Maxwell, aged six, lives with Sarah and her family in Phuket. Mike says he pays for the boy’s upbringing but is given little say over the child’s welfare.


He says he has paid almost 10 million baht for the child’s upkeep since his birth but has to contend with hostile public opinion, whipped up by Sarah, that he is an indifferent dad. He said payments to the mother carried on as normal until early this year when she blocked his access to the child and severed contact.

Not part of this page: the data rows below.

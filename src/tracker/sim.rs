//! Simulated backends for running the tracker core off-target.
//!
//! Every collaborator trait has a scripted stand-in here: a modem whose links
//! can be switched on and off, a clock that advances only when slept on, RAM
//! persistence and a RAM flash device.

use core::cell::Cell;

use embedded_storage::{ReadStorage, Storage};
use heapless::{Deque, String, Vec};

use super::config::{ApnSettings, REPORT_MAX};
use super::ports::{
    AudioActivity, CheckpointRecord, Clock, LocationProvider, MessageTransport, Modem,
    ModemProfile, PersistError, PersistenceIo, Qos, RadioMode, ReceiverStart, SessionSettings,
};
use super::types::{Fix, FixError, FixReading, Timestamp, TriggerPayload};

const SIM_SCRIPT_MAX: usize = 16;

#[derive(Clone, Copy, Debug, Default, PartialEq, Eq)]
pub struct SimModemStats {
    pub power_cycles: u32,
    pub radio_mode_selects: u32,
    pub network_waits: u32,
    pub data_attaches: u32,
    pub receiver_enables: u32,
    pub assistance_refreshes: u32,
    pub hot_starts: u32,
    pub cold_starts: u32,
    pub fix_polls: u32,
    pub session_opens: u32,
    pub last_session_clean: Option<bool>,
    pub last_session_port: Option<u16>,
    pub last_publish_qos: Option<Qos>,
    pub fix_reads: u32,
    pub publishes: u32,
    pub low_power_entries: u32,
    pub wakes: u32,
}

pub struct SimModem {
    profile: ModemProfile,
    pub network_available: bool,
    pub positioning_available: bool,
    pub broker_available: bool,
    pub detach_during_poll: bool,
    pub session_failures_remaining: u8,
    pub network_time: Option<Timestamp>,
    pub last_radio_mode: Option<RadioMode>,
    pub stats: SimModemStats,
    pub published: Vec<String<REPORT_MAX>, SIM_SCRIPT_MAX>,
    attached: bool,
    locked: bool,
    session_open: bool,
    fixes: Deque<Result<FixReading, FixError>, SIM_SCRIPT_MAX>,
    publish_outcomes: Deque<bool, SIM_SCRIPT_MAX>,
}

impl SimModem {
    pub fn new(profile: ModemProfile) -> Self {
        Self {
            profile,
            network_available: true,
            positioning_available: true,
            broker_available: true,
            detach_during_poll: false,
            session_failures_remaining: 0,
            network_time: Some(1_700_000_000),
            last_radio_mode: None,
            stats: SimModemStats::default(),
            published: Vec::new(),
            attached: false,
            locked: false,
            session_open: false,
            fixes: Deque::new(),
            publish_outcomes: Deque::new(),
        }
    }

    pub fn push_fix(&mut self, fix: Fix, accuracy_m: f64) -> bool {
        self.fixes
            .push_back(Ok(FixReading { fix, accuracy_m }))
            .is_ok()
    }

    pub fn push_fix_error(&mut self, err: FixError) -> bool {
        self.fixes.push_back(Err(err)).is_ok()
    }

    /// Scripts the outcome of the next publish; unscripted publishes succeed.
    pub fn script_publish(&mut self, delivered: bool) -> bool {
        self.publish_outcomes.push_back(delivered).is_ok()
    }

    pub fn drop_links(&mut self) {
        self.attached = false;
        self.locked = false;
        self.session_open = false;
    }

    pub fn pending_fixes(&self) -> usize {
        self.fixes.len()
    }
}

impl LocationProvider for SimModem {
    async fn acquire_fix(&mut self) -> Result<FixReading, FixError> {
        self.stats.fix_reads += 1;
        self.fixes.pop_front().unwrap_or(Err(FixError::ReadFailed))
    }

    async fn network_time(&mut self) -> Option<Timestamp> {
        self.network_time
    }

    async fn enter_low_power(&mut self) {
        self.stats.low_power_entries += 1;
    }

    async fn wake(&mut self) {
        self.stats.wakes += 1;
    }
}

impl MessageTransport for SimModem {
    async fn is_session_ready(&mut self) -> bool {
        self.session_open && self.attached
    }

    async fn publish(&mut self, _topic: &str, message: &str, qos: Qos) -> bool {
        self.stats.publishes += 1;
        self.stats.last_publish_qos = Some(qos);
        let delivered = self.publish_outcomes.pop_front().unwrap_or(true);
        if delivered {
            let mut copy = String::new();
            if copy.push_str(message).is_err() || self.published.push(copy).is_err() {
                return false;
            }
        }
        delivered
    }
}

impl Modem for SimModem {
    fn profile(&self) -> ModemProfile {
        self.profile
    }

    async fn is_network_attached(&mut self) -> bool {
        self.attached
    }

    async fn power_cycle(&mut self) -> bool {
        self.stats.power_cycles += 1;
        self.drop_links();
        true
    }

    async fn select_radio_mode(&mut self, mode: RadioMode) -> bool {
        self.stats.radio_mode_selects += 1;
        self.last_radio_mode = Some(mode);
        true
    }

    async fn wait_for_network(&mut self, _timeout_ms: u32) -> bool {
        self.stats.network_waits += 1;
        self.network_available
    }

    async fn attach_data(&mut self, _apn: &ApnSettings) -> bool {
        self.stats.data_attaches += 1;
        self.attached = self.network_available;
        self.attached
    }

    async fn is_positioning_locked(&mut self) -> bool {
        self.locked
    }

    async fn enable_receiver(&mut self) -> bool {
        self.stats.receiver_enables += 1;
        self.positioning_available
    }

    async fn refresh_assistance(&mut self) -> bool {
        self.stats.assistance_refreshes += 1;
        self.attached
    }

    async fn start_receiver(&mut self, start: ReceiverStart) {
        match start {
            ReceiverStart::Hot => self.stats.hot_starts += 1,
            ReceiverStart::Cold => self.stats.cold_starts += 1,
        }
    }

    async fn poll_fix(&mut self) -> bool {
        self.stats.fix_polls += 1;
        if self.detach_during_poll {
            self.attached = false;
            return false;
        }
        self.locked = self.positioning_available;
        self.locked
    }

    async fn open_session(&mut self, session: &SessionSettings<'_>) -> bool {
        self.stats.session_opens += 1;
        self.stats.last_session_clean = Some(session.clean_session);
        self.stats.last_session_port = Some(session.port);
        if self.session_failures_remaining > 0 {
            self.session_failures_remaining -= 1;
            return false;
        }
        self.session_open = self.broker_available && self.attached;
        self.session_open
    }
}

/// Monotonic clock that only moves when something sleeps on it.
#[derive(Debug, Default)]
pub struct SimClock {
    pub now_ms: u64,
    pub sleeps: u32,
}

impl SimClock {
    pub fn new() -> Self {
        Self::default()
    }

    pub fn advance_ms(&mut self, ms: u64) {
        self.now_ms = self.now_ms.saturating_add(ms);
    }
}

impl Clock for SimClock {
    fn now_ms(&self) -> u64 {
        self.now_ms
    }

    async fn sleep_ms(&mut self, ms: u32) {
        self.sleeps += 1;
        self.now_ms = self.now_ms.saturating_add(u64::from(ms));
        embassy_futures::yield_now().await;
    }
}

#[derive(Debug, Default)]
pub struct MemoryIo {
    pub record: Option<CheckpointRecord>,
    pub saves: u32,
    pub fail_reads: bool,
    pub fail_writes: bool,
}

impl MemoryIo {
    pub fn new() -> Self {
        Self::default()
    }
}

impl PersistenceIo for MemoryIo {
    fn load(&mut self) -> Result<Option<CheckpointRecord>, PersistError> {
        if self.fail_reads {
            return Err(PersistError::Read);
        }
        Ok(self.record)
    }

    fn save(&mut self, record: &CheckpointRecord) -> Result<(), PersistError> {
        if self.fail_writes {
            return Err(PersistError::Write);
        }
        self.saves += 1;
        self.record = Some(*record);
        Ok(())
    }

    fn erase(&mut self) -> Result<(), PersistError> {
        if self.fail_writes {
            return Err(PersistError::Write);
        }
        self.record = None;
        Ok(())
    }
}

#[derive(Clone, Copy, Debug, PartialEq, Eq)]
pub struct RamFlashOutOfBounds;

/// Erased-state (0xFF) byte array behind the `embedded-storage` traits.
pub struct RamFlash<const N: usize> {
    bytes: [u8; N],
    pub writes: u32,
}

impl<const N: usize> RamFlash<N> {
    pub fn new() -> Self {
        Self {
            bytes: [0xFF; N],
            writes: 0,
        }
    }

    pub fn bytes_mut(&mut self) -> &mut [u8; N] {
        &mut self.bytes
    }
}

impl<const N: usize> Default for RamFlash<N> {
    fn default() -> Self {
        Self::new()
    }
}

impl<const N: usize> ReadStorage for RamFlash<N> {
    type Error = RamFlashOutOfBounds;

    fn read(&mut self, offset: u32, bytes: &mut [u8]) -> Result<(), Self::Error> {
        let start = offset as usize;
        let end = start.checked_add(bytes.len()).ok_or(RamFlashOutOfBounds)?;
        let source = self.bytes.get(start..end).ok_or(RamFlashOutOfBounds)?;
        bytes.copy_from_slice(source);
        Ok(())
    }

    fn capacity(&self) -> usize {
        N
    }
}

impl<const N: usize> Storage for RamFlash<N> {
    fn write(&mut self, offset: u32, bytes: &[u8]) -> Result<(), Self::Error> {
        let start = offset as usize;
        let end = start.checked_add(bytes.len()).ok_or(RamFlashOutOfBounds)?;
        let target = self.bytes.get_mut(start..end).ok_or(RamFlashOutOfBounds)?;
        target.copy_from_slice(bytes);
        self.writes += 1;
        Ok(())
    }
}

/// Audio stand-in that reports busy for a fixed number of polls.
#[derive(Debug, Default)]
pub struct SimAudio {
    busy_polls: Cell<u32>,
    pub busy_checks: Cell<u32>,
    pub announced: Vec<TriggerPayload, SIM_SCRIPT_MAX>,
}

impl SimAudio {
    pub fn new() -> Self {
        Self::default()
    }

    pub fn busy_for_polls(polls: u32) -> Self {
        let audio = Self::default();
        audio.busy_polls.set(polls);
        audio
    }
}

impl AudioActivity for SimAudio {
    fn is_busy(&self) -> bool {
        self.busy_checks.set(self.busy_checks.get() + 1);
        let remaining = self.busy_polls.get();
        if remaining == 0 {
            return false;
        }
        self.busy_polls.set(remaining - 1);
        true
    }

    fn announce(&mut self, trigger_payload: &str) {
        let mut payload = TriggerPayload::new();
        if payload.push_str(trigger_payload).is_ok() {
            let _ = self.announced.push(payload);
        }
    }
}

The domestic drama has been front-page news for days, with netizens criticising Mike for his apparent insistence shortly after the child’s birth on a DNA test proving he was the father. Ironically, while he signed the birth certificate at the hospital, he was initially reluctant to register the child’s birth, despite repeated requests by Sarah.


He has since had second thoughts as the child grows to occupy a bigger part of his life. Sarah, meanwhile, now opposes him signing the papers until the child is older and can decide for himself.


More recently the two have argued over where the child should live and be schooled.


While Mike, who works in China, favours Bangkok and proposed paying fees for an international school in the Kaset-Nawamin area which charges 150,000 baht a year, Sarah insisted the child go to an equivalent school in central Bangkok, or if that fails, Phuket.


Max attends an international school in Phuket where fees rise to 700,000 baht a year after the first three years.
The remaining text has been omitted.